Chapitre 1 : Cauchemar

Le jour se levait, dissipant le spectre du cauchemar qui s'accrochait encore à ma conscience, je me retournais sur le dos enroulant mes jambes dans les draps blancs de mon lit.

-Toujours ce cauchemar marmonnais-je en me frottant les yeux.

Soupirant je laissais errer mon regard au-delà des rideaux mauves qui obstruaient la fenêtre, une pâle lumière filtrais, annonciatrice d'une journée ensoleillée et chaude.

Pourquoi faisais-je ce mauvais rêve chaque nuit depuis deux semaines ? Cela me paraissait de plus en plus étrange, rien ne venait perturber la chronologie implacable de ce cauchemar. Cela commençait toujours de la même manière.

Un lieu ensoleillé, de hautes tours entourées de remparts couleur sienne. J'avance dans une ruelle au sol pavé tournant la tête de gauche et de droite me demandant pourquoi aucun badaud ne croise ma route ? Le soleil darde ses rayons brulant réchauffant ma peau, j'accélère le pas peu rassuré afin de sortir au plus vite de cette venelle déserte. Elle ne semble pas avoir de fin, la chaleur devient étouffante. Enfin j'aperçois la sortie. Je débouche sur une place, une fontaine coule doucement en son centre, le soleil m'éblouit un instant. Je lève la main pour protéger mes yeux et m'aperçois ébahie que c'est ma peau qui projette cette lumière, que c'est de moi que vient cette chaleur grandissante. Je regarde avec horreur mes doigts d'où s'échappe une lueur blanchâtre de plus en plus intense. La panique me gagne, m'a respiration s'accélère, je me sens oppressé, un voile noir obscurci ma vue. Je tombe à genoux sur le parvis. C'est à ce moment que je la vois, haute silhouette drapé dans une cape noire, sa tête encapuchonné baissée de telle sorte que je ne peu apercevoir qu'un faible scintillement s'échapper d'en dessous. Tout mon corps tremble de terreur. J'ouvre la bouche sur un cri silencieux… et ouvre les yeux sur les murs blancs de ma chambre le cœur battant.

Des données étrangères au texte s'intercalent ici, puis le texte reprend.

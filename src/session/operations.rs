//! Navigation and metadata command sequences
//!
//! Each function runs on an authenticated control channel and leaves it
//! ready for the next command.

use chrono::{DateTime, Utc};
use log::{debug, info};

use crate::control::ControlChannel;
use crate::error::handlers::is_missing_file;
use crate::error::{FtpClientError, Operation, Result, classify_failure};
use crate::protocol::{Command, Response, ResponseClass, parse_mdtm, parse_quoted_path, parse_size};
use crate::transfer::{TransferType, set_type};

/// Creates a directory and returns the path the server reports for it
pub async fn make_dir(control: &mut ControlChannel, path: &str) -> Result<String> {
    let response = control
        .execute(
            Command::Mkd(path.to_string()),
            ResponseClass::PositiveCompletion,
            Operation::Mutation,
        )
        .await?;
    info!("Created directory {}", path);
    Ok(parse_quoted_path(&response).unwrap_or_else(|_| path.to_string()))
}

pub async fn remove_dir(control: &mut ControlChannel, path: &str) -> Result<()> {
    control
        .execute(
            Command::Rmd(path.to_string()),
            ResponseClass::PositiveCompletion,
            Operation::Mutation,
        )
        .await?;
    info!("Removed directory {}", path);
    Ok(())
}

pub async fn delete_file(control: &mut ControlChannel, path: &str) -> Result<()> {
    control
        .execute(
            Command::Dele(path.to_string()),
            ResponseClass::PositiveCompletion,
            Operation::Mutation,
        )
        .await?;
    info!("Deleted {}", path);
    Ok(())
}

/// RNFR (expects 350) followed by RNTO
pub async fn rename(control: &mut ControlChannel, from: &str, to: &str) -> Result<()> {
    control
        .execute(
            Command::Rnfr(from.to_string()),
            ResponseClass::PositiveIntermediate,
            Operation::Mutation,
        )
        .await?;
    control
        .execute(
            Command::Rnto(to.to_string()),
            ResponseClass::PositiveCompletion,
            Operation::Mutation,
        )
        .await?;
    info!("Renamed {} to {}", from, to);
    Ok(())
}

/// `SITE CHMOD <octal mode> <path>`
pub async fn chmod(control: &mut ControlChannel, path: &str, mode: u32) -> Result<()> {
    control
        .execute(
            Command::Site(format!("CHMOD {:03o} {}", mode, path)),
            ResponseClass::PositiveCompletion,
            Operation::Mutation,
        )
        .await?;
    info!("Changed mode of {} to {:03o}", path, mode);
    Ok(())
}

/// `TYPE I` then `SIZE`; `None` when the server reports the file missing
pub async fn file_size(control: &mut ControlChannel, path: &str) -> Result<Option<u64>> {
    set_type(control, TransferType::Binary).await?;
    let response = control.send_command(Command::Size(path.to_string())).await?;
    if response.is_completion() {
        parse_size(&response).map(Some)
    } else if is_missing_file(&response) {
        debug!("SIZE {}: not found ({})", path, response);
        Ok(None)
    } else {
        Err(classify_failure(Operation::Lookup, response))
    }
}

/// MDTM, interpreted as UTC since the protocol carries no zone
pub async fn last_modified(control: &mut ControlChannel, path: &str) -> Result<DateTime<Utc>> {
    let response = control
        .execute(
            Command::Mdtm(path.to_string()),
            ResponseClass::PositiveCompletion,
            Operation::Lookup,
        )
        .await?;
    parse_mdtm(&response)
}

pub async fn change_dir(control: &mut ControlChannel, path: &str) -> Result<()> {
    control
        .execute(
            Command::Cwd(path.to_string()),
            ResponseClass::PositiveCompletion,
            Operation::Lookup,
        )
        .await?;
    Ok(())
}

pub async fn cdup(control: &mut ControlChannel) -> Result<()> {
    control
        .execute(Command::Cdup, ResponseClass::PositiveCompletion, Operation::Lookup)
        .await?;
    Ok(())
}

pub async fn current_dir(control: &mut ControlChannel) -> Result<String> {
    let response = control
        .execute(Command::Pwd, ResponseClass::PositiveCompletion, Operation::Other)
        .await?;
    parse_quoted_path(&response)
}

/// Tries `CWD path`: 2xx is a directory, 5xx is not, anything else is an
/// error. The previous working directory is restored afterwards.
pub async fn directory_exists(control: &mut ControlChannel, path: &str) -> Result<bool> {
    let previous = current_dir(control).await?;

    let response = control.send_command(Command::Cwd(path.to_string())).await?;
    match response.class() {
        ResponseClass::PositiveCompletion => {
            change_dir(control, &previous).await?;
            Ok(true)
        }
        ResponseClass::PermanentNegative => {
            debug!("{} is not a directory: {}", path, response);
            Ok(false)
        }
        _ => Err(FtpClientError::UnexpectedResponse(response)),
    }
}

/// SYST; returns the system name text
pub async fn system_type(control: &mut ControlChannel) -> Result<String> {
    let response = control
        .execute(Command::Syst, ResponseClass::PositiveCompletion, Operation::Other)
        .await?;
    Ok(response.message().to_string())
}

/// SITE with a free-form argument
pub async fn site(control: &mut ControlChannel, arguments: &str) -> Result<Response> {
    control
        .execute(
            Command::Site(arguments.to_string()),
            ResponseClass::PositiveCompletion,
            Operation::Mutation,
        )
        .await
}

En soupirant, je dégage mes jambes entortillées dans les draps et me lève en baillant à me décrocher la mâchoire, tout ça n'avait ni queue ni tête.

Reléguant mon cauchemar dans un coin de ma tête, j'attrape mon nécessaire de toilette et fonce dans la salle de bain avant que « tante » Susan n'y élise domicile.

Je vivais à Phœnix avec Susan depuis l'accident de voiture qui avait emporté ma mère et mon père il y avait quatre ans. Jeune sœur de ma mère, elle avait accepté de s'occuper de l'ado traumatisé de quatorze ans que j'étais alors. C'était la seule parente vivante qui me restait encore et nous nous entendions comme larron en foire. Rien d'étonnant à cela, cependant n'ayant que douze ans de plus que moi la cohabitation en était facilité. Nous étions pourtant aussi différentes que le jour et la nuit. Elle est aussi blonde que je suis brune, plus petite que moi, qui ne fais pourtant qu'un mètre soixante-cinq, mais tout aussi mince. Nos yeux vert mouchetés d'éclats dorés restaient notre seule ressemblance. Son gout prononcé pour la mode et le maquillage en faisait mon exact opposé. Alors que les vêtements et les chaussures tenaient la vedette dans les deux grandes armoires de la chambre de Susan, mes affaires occupaient la moitié de la mienne ; l'autre était envahi par mes livres de cours.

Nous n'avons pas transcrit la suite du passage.